De 1981 à 2006, le taux de croissance annuel moyen du produit intérieur brut (PIB) réel québécois a été de 2,3 p. 100 comparativement à 3,0 p. 100 dans le reste du Canada. Ceci représente une augmentation du PIB réel de 76,6 p. 100 au Québec par rapport à 109,9 p. 100 dans le reste du Canada. Le PIB réel québécois ne représentait plus en 2006 que 20,5 p. 100 du PIB réel canadien, soit une diminution de 2,9 points de pourcentage depuis 1981. Si le rythme de la croissance des sept dernières années (1999-2006) se maintient, l’économie du Québec ne représentera plus que 17,5 p. 100 de l’économie canadienne dans 25 ans.

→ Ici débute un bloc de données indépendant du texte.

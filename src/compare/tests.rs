// This Source Code Form is subject to the terms of the Mozilla Public
// License, v. 2.0. If a copy of the MPL was not distributed with this
// file, You can obtain one at http://mozilla.org/MPL/2.0/.

use std::path::{Path, PathBuf};

use ndarray::prelude::*;

use super::*;
use crate::{
    plotting::DrawError,
    posterior::{harmonise, SampleTable},
};

#[derive(Debug, Clone, PartialEq)]
enum Call {
    Pdf {
        file: String,
        num_curves: usize,
        injection: Option<f64>,
    },
    Hist {
        file: String,
        num_hists: usize,
        intervals: Vec<Option<(f64, f64)>>,
    },
    Contour {
        file: String,
        num_outlines: usize,
    },
}

/// Remembers what it was asked to draw. Files whose names are in `fail` aren't
/// drawn.
#[derive(Default)]
struct RecordingRenderer {
    calls: Vec<Call>,
    fail: Vec<String>,
}

impl RecordingRenderer {
    fn check(&self, path: &Path) -> Result<String, DrawError> {
        let file = path.file_name().unwrap().to_string_lossy().to_string();
        if self.fail.contains(&file) {
            return Err(DrawError::Chart {
                file,
                msg: "refused".to_string(),
            });
        }
        Ok(file)
    }
}

impl Renderer for RecordingRenderer {
    fn one_param_pdf(
        &mut self,
        path: &Path,
        _param: &str,
        curves: &[PdfCurve],
        injection: Option<f64>,
    ) -> Result<(), DrawError> {
        let file = self.check(path)?;
        self.calls.push(Call::Pdf {
            file,
            num_curves: curves.len(),
            injection,
        });
        Ok(())
    }

    fn one_param_line_hist(
        &mut self,
        path: &Path,
        _param: &str,
        hists: &[HistCurve],
        _cl: f64,
        _show_cl_lines: bool,
    ) -> Result<(), DrawError> {
        let file = self.check(path)?;
        self.calls.push(Call::Hist {
            file,
            num_hists: hists.len(),
            intervals: hists.iter().map(|h| h.interval).collect(),
        });
        Ok(())
    }

    fn two_param_contour(
        &mut self,
        path: &Path,
        _params: (&str, &str),
        outlines: &[RegionOutline],
        _injection: Option<(f64, f64)>,
    ) -> Result<(), DrawError> {
        let file = self.check(path)?;
        self.calls.push(Call::Contour {
            file,
            num_outlines: outlines.len(),
        });
        Ok(())
    }
}

/// A run with `m1`, `m2` and `distance` columns. `offset` shifts every
/// sample.
fn run(name: &str, offset: f64) -> Posterior {
    let n = 50;
    let mut samples = Array2::zeros((n, 3));
    for i in 0..n {
        let i_f = i as f64;
        samples[(i, 0)] = 1.5 + offset + 0.01 * i_f;
        samples[(i, 1)] = 1.2 + offset + 0.005 * i_f;
        samples[(i, 2)] = 40.0 + offset + i_f;
    }
    let table = SampleTable::new(
        vec!["m1".to_string(), "m2".to_string(), "distance".to_string()],
        samples,
    )
    .unwrap();
    let harmonised = harmonise(name, &table);
    Posterior::new(name, &harmonised.table, None)
}

fn colours(posteriors: &[Posterior]) -> RunColours {
    let names: Vec<&str> = posteriors.iter().map(|p| p.name()).collect();
    RunColours::new(&names, 1)
}

fn files(plots: &[PathBuf]) -> Vec<String> {
    plots.iter().map(|p| p.display().to_string()).collect()
}

#[test]
fn test_eligible_pairs() {
    let common = |s: &[&str]| s.iter().map(|s| s.to_string()).collect::<Vec<_>>();

    let pairs = eligible_pairs(&common(&["m1", "m2", "ra", "dec", "dist"]));
    assert_eq!(pairs.len(), 2);
    assert_eq!((pairs[0].x, pairs[0].y), ("m1", "m2"));
    assert_eq!(pairs[0].bin_widths, (0.1, 0.1));
    assert_eq!(pairs[0].file_name(), PathBuf::from("m1-m2.png"));
    assert_eq!((pairs[1].x, pairs[1].y), ("ra", "dec"));

    // Order doesn't matter.
    let pairs = eligible_pairs(&common(&["dec", "m2", "ra", "m1"]));
    assert_eq!(pairs.len(), 2);

    // "RA" has no bin width.
    assert!(eligible_pairs(&common(&["RA", "dec"])).is_empty());
    assert!(eligible_pairs(&common(&["m1", "dec"])).is_empty());
}

#[test]
fn test_file_names() {
    assert_eq!(hist_file_name("m1", 0.67), PathBuf::from("m1_67.png"));
    assert_eq!(hist_file_name("cos(iota)", 0.9), PathBuf::from("cos(iota)_90.png"));
    assert_eq!(hist_file_name("dist", 0.95), PathBuf::from("dist_95.png"));
    assert_eq!(pdf_file_name("dist"), PathBuf::from("dist_pdf.png"));
}

#[test]
fn test_two_runs() {
    let posteriors = vec![run("A", 0.0), run("B", 0.1)];
    let mut renderer = RecordingRenderer::default();
    let report = compare_posteriors(
        &posteriors,
        &colours(&posteriors),
        Path::new("out"),
        &CompareOptions::default(),
        &mut renderer,
    )
    .unwrap();

    assert_eq!(
        report.one_d.keys().collect::<Vec<_>>(),
        ["m1", "m2", "dist"]
    );
    for (param, entry) in &report.one_d {
        assert_eq!(
            files(&entry.plots),
            [
                format!("{param}_67.png"),
                format!("{param}_90.png"),
                format!("{param}_95.png")
            ]
        );
        assert_eq!(entry.cl_table.levels, [0.67, 0.9, 0.95]);
        assert_eq!(entry.cl_table.rows.len(), 2);
        assert_eq!(entry.cl_table.rows[0].run, "A");
        assert_eq!(entry.cl_table.rows[1].run, "B");
        assert!(entry
            .cl_table
            .rows
            .iter()
            .all(|r| r.intervals.iter().all(|i| i.is_some())));
    }
    assert_eq!(files(&report.two_d), ["m1-m2.png"]);

    assert_eq!(
        renderer.calls[0],
        Call::Contour {
            file: "m1-m2.png".to_string(),
            num_outlines: 2
        }
    );
    assert_eq!(renderer.calls.len(), 1 + 3 * 3);
    assert!(renderer.calls[1..]
        .iter()
        .all(|c| matches!(c, Call::Hist { num_hists: 2, .. })));
}

#[test]
fn test_kde_plots() {
    let posteriors = vec![run("A", 0.0), run("B", 0.1)];
    let mut renderer = RecordingRenderer::default();
    let options = CompareOptions {
        kde_plots: true,
        ..Default::default()
    };
    let report = compare_posteriors(
        &posteriors,
        &colours(&posteriors),
        Path::new("out"),
        &options,
        &mut renderer,
    )
    .unwrap();

    assert_eq!(
        files(&report.one_d["dist"].plots),
        ["dist_67.png", "dist_90.png", "dist_95.png"]
    );
    assert_eq!(
        report.one_d["dist"].pdf_plot,
        Some(PathBuf::from("dist_pdf.png"))
    );
    assert!(renderer.calls.contains(&Call::Pdf {
        file: "m1_pdf.png".to_string(),
        num_curves: 2,
        injection: None
    }));
}

#[test]
fn test_single_common_param_has_no_pairs() {
    let table = |name: &str| {
        SampleTable::new(
            vec![name.to_string(), "m1".to_string()],
            array![[1.0, 1.4], [2.0, 1.5], [3.0, 1.6]],
        )
        .unwrap()
    };
    let posteriors = vec![
        Posterior::new("A", &table("m2"), None),
        Posterior::new("B", &table("eta"), None),
    ];
    let mut renderer = RecordingRenderer::default();
    let report = compare_posteriors(
        &posteriors,
        &colours(&posteriors),
        Path::new("out"),
        &CompareOptions::default(),
        &mut renderer,
    )
    .unwrap();
    assert_eq!(report.one_d.keys().collect::<Vec<_>>(), ["m1"]);
    assert!(report.two_d.is_empty());
    assert!(!renderer
        .calls
        .iter()
        .any(|c| matches!(c, Call::Contour { .. })));
}

#[test]
fn test_failed_run_keeps_its_row() {
    let mut bad = Array2::zeros((3, 2));
    bad[(0, 0)] = 1.0;
    bad[(1, 0)] = f64::NAN;
    bad[(2, 0)] = 2.0;
    bad.column_mut(1).assign(&array![1.0, 1.1, 1.2]);
    let bad = SampleTable::new(vec!["m1".to_string(), "m2".to_string()], bad).unwrap();
    let posteriors = vec![run("A", 0.0), Posterior::new("broken", &bad, None)];

    let mut renderer = RecordingRenderer::default();
    let report = compare_posteriors(
        &posteriors,
        &colours(&posteriors),
        Path::new("out"),
        &CompareOptions::default(),
        &mut renderer,
    )
    .unwrap();

    let table = &report.one_d["m1"].cl_table;
    assert_eq!(table.rows.len(), 2);
    assert_eq!(table.rows[1].run, "broken");
    assert!(table.rows[1].intervals.iter().all(|i| i.is_none()));
    assert!(table.min_max().iter().all(|i| i.is_some()));
    assert_eq!(report.one_d["m1"].plots.len(), 3);

    // The broken run has no histogram, and isn't in the contour plot.
    assert!(renderer.calls.contains(&Call::Hist {
        file: "m1_67.png".to_string(),
        num_hists: 1,
        intervals: vec![table.rows[0].intervals[0]],
    }));
    assert!(renderer.calls.contains(&Call::Contour {
        file: "m1-m2.png".to_string(),
        num_outlines: 1,
    }));
}

#[test]
fn test_failed_render_is_left_out() {
    let posteriors = vec![run("A", 0.0), run("B", 0.1)];
    let mut renderer = RecordingRenderer {
        fail: vec!["m2_90.png".to_string(), "m1-m2.png".to_string()],
        ..Default::default()
    };
    let report = compare_posteriors(
        &posteriors,
        &colours(&posteriors),
        Path::new("out"),
        &CompareOptions::default(),
        &mut renderer,
    )
    .unwrap();

    assert_eq!(files(&report.one_d["m2"].plots), ["m2_67.png", "m2_95.png"]);
    assert_eq!(report.one_d["m2"].cl_table.rows.len(), 2);
    assert!(report.two_d.is_empty());
}

#[test]
fn test_errors() {
    let mut renderer = RecordingRenderer::default();
    assert!(matches!(
        compare_posteriors(
            &[],
            &RunColours::new::<&str>(&[], 1),
            Path::new("out"),
            &CompareOptions::default(),
            &mut renderer
        ),
        Err(CompareError::NoPosteriors)
    ));

    let posteriors = vec![run("A", 0.0)];
    match compare_posteriors(
        &posteriors,
        &RunColours::new(&["B"], 1),
        Path::new("out"),
        &CompareOptions::default(),
        &mut renderer,
    ) {
        Err(CompareError::NoColour(run)) => assert_eq!(run, "A"),
        other => panic!("expected a missing colour, got {other:?}"),
    }
}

La part des investissements privés dans le PIB réel est systématiquement plus faible au Québec que dans le reste du Canada. L’écart 2000-2006 est de 2,75 points de pourcentage, ce qui correspond à un déficit d’investissements privés au Québec de 6,8 milliards $ en 2006. En dépit d’investissements publics plus importants, la part des dépenses totales d’investissement reste plus faible au Québec. Ceci implique une dégradation continuelle des capacités de production et d’innovation, et donc éventuellement de la position concurrentielle et de la compétitivité du Québec. Cette situation est d’autant plus préoccupante que le Québec exportait en 2000-2006 près de 60 p. 100 de sa production (ainsi, trois emplois sur cinq dépendent de débouchés extérieurs), dont les deux tiers à l’international.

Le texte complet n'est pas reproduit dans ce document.